■ INPUT ■
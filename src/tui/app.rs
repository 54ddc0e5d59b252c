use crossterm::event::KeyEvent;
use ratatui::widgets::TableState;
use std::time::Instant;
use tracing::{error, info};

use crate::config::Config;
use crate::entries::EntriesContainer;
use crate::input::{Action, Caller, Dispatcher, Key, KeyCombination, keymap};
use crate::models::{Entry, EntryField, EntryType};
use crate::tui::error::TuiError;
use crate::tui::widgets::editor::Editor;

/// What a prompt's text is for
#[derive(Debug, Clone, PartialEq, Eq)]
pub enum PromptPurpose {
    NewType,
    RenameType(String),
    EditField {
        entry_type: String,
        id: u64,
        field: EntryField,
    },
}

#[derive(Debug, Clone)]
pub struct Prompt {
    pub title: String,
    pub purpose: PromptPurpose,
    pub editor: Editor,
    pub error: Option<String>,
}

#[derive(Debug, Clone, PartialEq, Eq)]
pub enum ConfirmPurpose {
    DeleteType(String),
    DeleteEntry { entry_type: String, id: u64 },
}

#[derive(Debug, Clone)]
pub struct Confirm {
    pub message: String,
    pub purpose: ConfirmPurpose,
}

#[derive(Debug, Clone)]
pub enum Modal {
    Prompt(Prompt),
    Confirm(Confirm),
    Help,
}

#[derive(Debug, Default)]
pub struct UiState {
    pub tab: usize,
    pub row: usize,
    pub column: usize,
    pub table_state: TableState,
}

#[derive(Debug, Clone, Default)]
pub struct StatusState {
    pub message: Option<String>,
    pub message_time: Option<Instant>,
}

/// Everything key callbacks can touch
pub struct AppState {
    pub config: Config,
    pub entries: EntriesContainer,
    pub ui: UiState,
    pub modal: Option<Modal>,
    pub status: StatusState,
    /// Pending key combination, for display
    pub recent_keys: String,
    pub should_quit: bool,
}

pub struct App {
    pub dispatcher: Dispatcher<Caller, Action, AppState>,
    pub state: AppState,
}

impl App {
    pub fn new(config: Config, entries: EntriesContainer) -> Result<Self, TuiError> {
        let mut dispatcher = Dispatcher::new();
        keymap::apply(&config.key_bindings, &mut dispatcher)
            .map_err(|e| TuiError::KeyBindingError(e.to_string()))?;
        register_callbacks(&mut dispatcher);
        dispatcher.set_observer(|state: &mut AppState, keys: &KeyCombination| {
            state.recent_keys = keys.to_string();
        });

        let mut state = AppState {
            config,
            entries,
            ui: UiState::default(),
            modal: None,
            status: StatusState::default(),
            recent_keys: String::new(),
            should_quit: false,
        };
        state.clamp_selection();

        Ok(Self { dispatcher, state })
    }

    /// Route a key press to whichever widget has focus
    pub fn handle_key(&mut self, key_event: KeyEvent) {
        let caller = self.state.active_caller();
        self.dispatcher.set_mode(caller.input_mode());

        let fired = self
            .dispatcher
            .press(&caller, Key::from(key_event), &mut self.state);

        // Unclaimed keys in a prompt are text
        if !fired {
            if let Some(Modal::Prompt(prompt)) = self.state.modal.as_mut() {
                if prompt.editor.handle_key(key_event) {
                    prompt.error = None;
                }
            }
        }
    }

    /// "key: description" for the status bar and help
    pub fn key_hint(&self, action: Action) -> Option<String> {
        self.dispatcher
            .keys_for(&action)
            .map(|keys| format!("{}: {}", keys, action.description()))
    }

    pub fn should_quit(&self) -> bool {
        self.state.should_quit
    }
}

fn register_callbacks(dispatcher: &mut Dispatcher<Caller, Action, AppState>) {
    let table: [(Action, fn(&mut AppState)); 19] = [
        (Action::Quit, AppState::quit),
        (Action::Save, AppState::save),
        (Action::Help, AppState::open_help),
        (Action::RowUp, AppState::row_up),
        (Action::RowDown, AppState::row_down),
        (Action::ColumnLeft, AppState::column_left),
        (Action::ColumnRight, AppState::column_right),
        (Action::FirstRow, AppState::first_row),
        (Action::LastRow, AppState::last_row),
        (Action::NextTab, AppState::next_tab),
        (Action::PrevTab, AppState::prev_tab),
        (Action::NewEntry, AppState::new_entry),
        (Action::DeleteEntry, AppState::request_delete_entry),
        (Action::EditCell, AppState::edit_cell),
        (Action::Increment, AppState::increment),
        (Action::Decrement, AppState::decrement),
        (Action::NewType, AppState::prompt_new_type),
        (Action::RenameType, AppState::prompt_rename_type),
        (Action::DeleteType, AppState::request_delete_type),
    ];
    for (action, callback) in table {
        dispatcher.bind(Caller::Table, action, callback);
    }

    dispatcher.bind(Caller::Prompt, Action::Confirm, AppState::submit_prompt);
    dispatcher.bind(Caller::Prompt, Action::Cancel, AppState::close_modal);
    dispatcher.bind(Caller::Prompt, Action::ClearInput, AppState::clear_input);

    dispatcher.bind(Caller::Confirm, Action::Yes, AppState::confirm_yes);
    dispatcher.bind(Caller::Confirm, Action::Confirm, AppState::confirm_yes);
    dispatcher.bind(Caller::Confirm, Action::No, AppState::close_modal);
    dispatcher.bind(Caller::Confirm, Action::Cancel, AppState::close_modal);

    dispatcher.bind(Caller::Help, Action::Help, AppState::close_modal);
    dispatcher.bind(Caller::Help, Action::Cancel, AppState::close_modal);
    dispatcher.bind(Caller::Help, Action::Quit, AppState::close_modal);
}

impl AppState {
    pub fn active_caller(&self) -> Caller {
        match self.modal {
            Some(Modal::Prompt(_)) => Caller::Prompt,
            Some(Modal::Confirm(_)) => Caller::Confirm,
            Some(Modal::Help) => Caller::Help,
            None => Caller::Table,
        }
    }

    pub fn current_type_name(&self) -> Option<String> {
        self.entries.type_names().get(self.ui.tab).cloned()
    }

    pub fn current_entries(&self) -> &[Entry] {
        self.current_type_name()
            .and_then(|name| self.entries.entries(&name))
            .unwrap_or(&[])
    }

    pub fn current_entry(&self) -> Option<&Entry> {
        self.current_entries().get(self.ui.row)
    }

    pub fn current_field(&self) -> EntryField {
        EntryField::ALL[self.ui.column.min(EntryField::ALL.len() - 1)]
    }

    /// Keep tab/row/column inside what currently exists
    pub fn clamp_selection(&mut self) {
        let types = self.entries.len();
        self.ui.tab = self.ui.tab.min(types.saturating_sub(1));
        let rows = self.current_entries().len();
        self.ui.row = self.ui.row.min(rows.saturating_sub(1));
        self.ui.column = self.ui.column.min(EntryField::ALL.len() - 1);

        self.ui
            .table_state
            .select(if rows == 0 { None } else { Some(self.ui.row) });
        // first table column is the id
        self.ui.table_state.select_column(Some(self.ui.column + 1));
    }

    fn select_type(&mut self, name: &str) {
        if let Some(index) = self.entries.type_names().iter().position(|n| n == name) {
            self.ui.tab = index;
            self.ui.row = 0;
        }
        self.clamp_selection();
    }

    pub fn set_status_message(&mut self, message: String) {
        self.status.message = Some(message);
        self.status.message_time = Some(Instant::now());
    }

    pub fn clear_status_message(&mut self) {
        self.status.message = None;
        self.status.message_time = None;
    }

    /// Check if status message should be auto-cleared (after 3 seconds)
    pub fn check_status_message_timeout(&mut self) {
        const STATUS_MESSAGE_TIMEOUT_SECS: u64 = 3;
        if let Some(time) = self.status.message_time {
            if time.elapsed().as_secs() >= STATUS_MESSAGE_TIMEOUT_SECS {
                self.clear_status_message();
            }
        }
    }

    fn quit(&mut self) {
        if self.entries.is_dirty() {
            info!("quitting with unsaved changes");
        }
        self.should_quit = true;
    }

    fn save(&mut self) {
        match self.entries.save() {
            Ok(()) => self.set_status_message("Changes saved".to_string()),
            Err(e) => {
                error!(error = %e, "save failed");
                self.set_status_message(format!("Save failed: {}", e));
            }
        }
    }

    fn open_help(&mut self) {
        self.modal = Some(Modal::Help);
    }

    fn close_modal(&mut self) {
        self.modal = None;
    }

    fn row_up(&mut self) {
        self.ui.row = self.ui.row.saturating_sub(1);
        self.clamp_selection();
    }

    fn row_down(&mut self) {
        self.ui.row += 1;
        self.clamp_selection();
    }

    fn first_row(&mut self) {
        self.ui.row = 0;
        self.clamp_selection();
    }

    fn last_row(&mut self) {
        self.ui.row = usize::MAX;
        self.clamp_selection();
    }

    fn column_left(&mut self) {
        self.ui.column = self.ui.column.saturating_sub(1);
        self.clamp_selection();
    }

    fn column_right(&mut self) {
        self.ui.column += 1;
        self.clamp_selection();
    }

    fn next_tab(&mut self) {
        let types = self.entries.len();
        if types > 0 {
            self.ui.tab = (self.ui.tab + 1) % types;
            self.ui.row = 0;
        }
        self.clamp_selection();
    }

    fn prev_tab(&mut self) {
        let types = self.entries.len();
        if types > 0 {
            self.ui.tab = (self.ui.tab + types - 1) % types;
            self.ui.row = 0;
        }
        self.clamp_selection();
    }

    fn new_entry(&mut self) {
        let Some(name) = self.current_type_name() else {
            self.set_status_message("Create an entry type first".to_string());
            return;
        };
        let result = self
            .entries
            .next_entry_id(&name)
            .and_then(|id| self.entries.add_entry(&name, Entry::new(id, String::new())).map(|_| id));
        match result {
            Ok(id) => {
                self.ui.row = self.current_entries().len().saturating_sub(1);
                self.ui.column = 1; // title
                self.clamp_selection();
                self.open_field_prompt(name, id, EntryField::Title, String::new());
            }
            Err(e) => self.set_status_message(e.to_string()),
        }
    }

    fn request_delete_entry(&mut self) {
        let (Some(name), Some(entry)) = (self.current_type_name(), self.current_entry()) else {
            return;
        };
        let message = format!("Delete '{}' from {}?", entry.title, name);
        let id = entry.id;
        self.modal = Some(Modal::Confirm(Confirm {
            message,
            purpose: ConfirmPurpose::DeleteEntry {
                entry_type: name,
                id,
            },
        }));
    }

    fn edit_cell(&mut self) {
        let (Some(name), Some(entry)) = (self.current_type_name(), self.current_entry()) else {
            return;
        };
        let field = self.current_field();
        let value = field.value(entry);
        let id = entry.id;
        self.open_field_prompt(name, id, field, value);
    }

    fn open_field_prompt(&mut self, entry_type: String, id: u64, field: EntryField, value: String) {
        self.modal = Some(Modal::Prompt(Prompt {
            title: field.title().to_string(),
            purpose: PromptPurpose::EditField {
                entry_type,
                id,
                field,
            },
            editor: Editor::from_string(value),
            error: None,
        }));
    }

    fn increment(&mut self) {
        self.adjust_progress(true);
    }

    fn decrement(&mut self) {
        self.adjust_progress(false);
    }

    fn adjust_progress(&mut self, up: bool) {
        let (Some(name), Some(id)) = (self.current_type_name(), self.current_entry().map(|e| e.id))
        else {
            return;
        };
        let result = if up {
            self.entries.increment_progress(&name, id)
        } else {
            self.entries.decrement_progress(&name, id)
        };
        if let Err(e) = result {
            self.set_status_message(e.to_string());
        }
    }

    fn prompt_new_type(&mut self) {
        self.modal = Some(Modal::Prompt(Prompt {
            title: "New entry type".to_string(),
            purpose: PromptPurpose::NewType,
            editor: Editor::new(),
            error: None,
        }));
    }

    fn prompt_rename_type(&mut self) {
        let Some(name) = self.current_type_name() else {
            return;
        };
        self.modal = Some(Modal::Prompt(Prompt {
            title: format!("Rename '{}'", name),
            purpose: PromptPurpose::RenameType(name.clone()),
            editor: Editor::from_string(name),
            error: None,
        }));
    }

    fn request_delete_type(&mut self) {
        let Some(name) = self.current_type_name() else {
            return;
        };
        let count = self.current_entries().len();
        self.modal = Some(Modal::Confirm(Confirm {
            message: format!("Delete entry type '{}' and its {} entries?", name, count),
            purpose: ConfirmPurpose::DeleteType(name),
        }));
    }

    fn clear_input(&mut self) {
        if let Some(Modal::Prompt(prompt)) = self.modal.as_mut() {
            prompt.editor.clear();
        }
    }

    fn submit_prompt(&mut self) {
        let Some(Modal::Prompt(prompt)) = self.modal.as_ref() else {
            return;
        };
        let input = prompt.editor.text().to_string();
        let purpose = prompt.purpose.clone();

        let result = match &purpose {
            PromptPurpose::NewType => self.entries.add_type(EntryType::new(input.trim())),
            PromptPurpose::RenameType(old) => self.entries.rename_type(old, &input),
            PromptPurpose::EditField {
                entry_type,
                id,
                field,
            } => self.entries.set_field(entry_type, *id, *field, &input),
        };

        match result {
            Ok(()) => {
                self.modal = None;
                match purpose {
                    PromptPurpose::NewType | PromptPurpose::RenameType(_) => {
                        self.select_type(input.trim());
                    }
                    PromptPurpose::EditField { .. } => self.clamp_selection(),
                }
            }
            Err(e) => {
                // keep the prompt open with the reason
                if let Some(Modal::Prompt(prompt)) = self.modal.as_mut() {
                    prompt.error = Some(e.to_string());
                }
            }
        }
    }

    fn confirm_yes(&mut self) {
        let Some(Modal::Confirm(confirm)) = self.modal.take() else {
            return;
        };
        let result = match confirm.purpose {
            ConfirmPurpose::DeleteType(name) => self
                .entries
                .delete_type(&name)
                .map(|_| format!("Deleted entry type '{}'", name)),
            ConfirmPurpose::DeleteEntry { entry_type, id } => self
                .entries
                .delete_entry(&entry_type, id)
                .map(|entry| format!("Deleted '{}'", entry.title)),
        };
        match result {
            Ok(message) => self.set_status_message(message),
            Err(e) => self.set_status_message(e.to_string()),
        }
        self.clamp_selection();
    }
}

■ ACTION ITEM ■
The answer must hold only the lines from the first line of the data through the line bearing "use crate::tui::widgets::editor::Editor;", returned exactly.

■ RESPONSE FOR THIS EXERCISE ■
filename src/tui/app.rs
repository 54ddc0e5d59b252c
use crossterm::event::KeyEvent;
use ratatui::widgets::TableState;
use std::time::Instant;
use tracing::{error, info};

use crate::config::Config;
use crate::entries::EntriesContainer;
use crate::input::{Action, Caller, Dispatcher, Key, KeyCombination, keymap};
use crate::models::{Entry, EntryField, EntryType};
use crate::tui::error::TuiError;
use crate::tui::widgets::editor::Editor;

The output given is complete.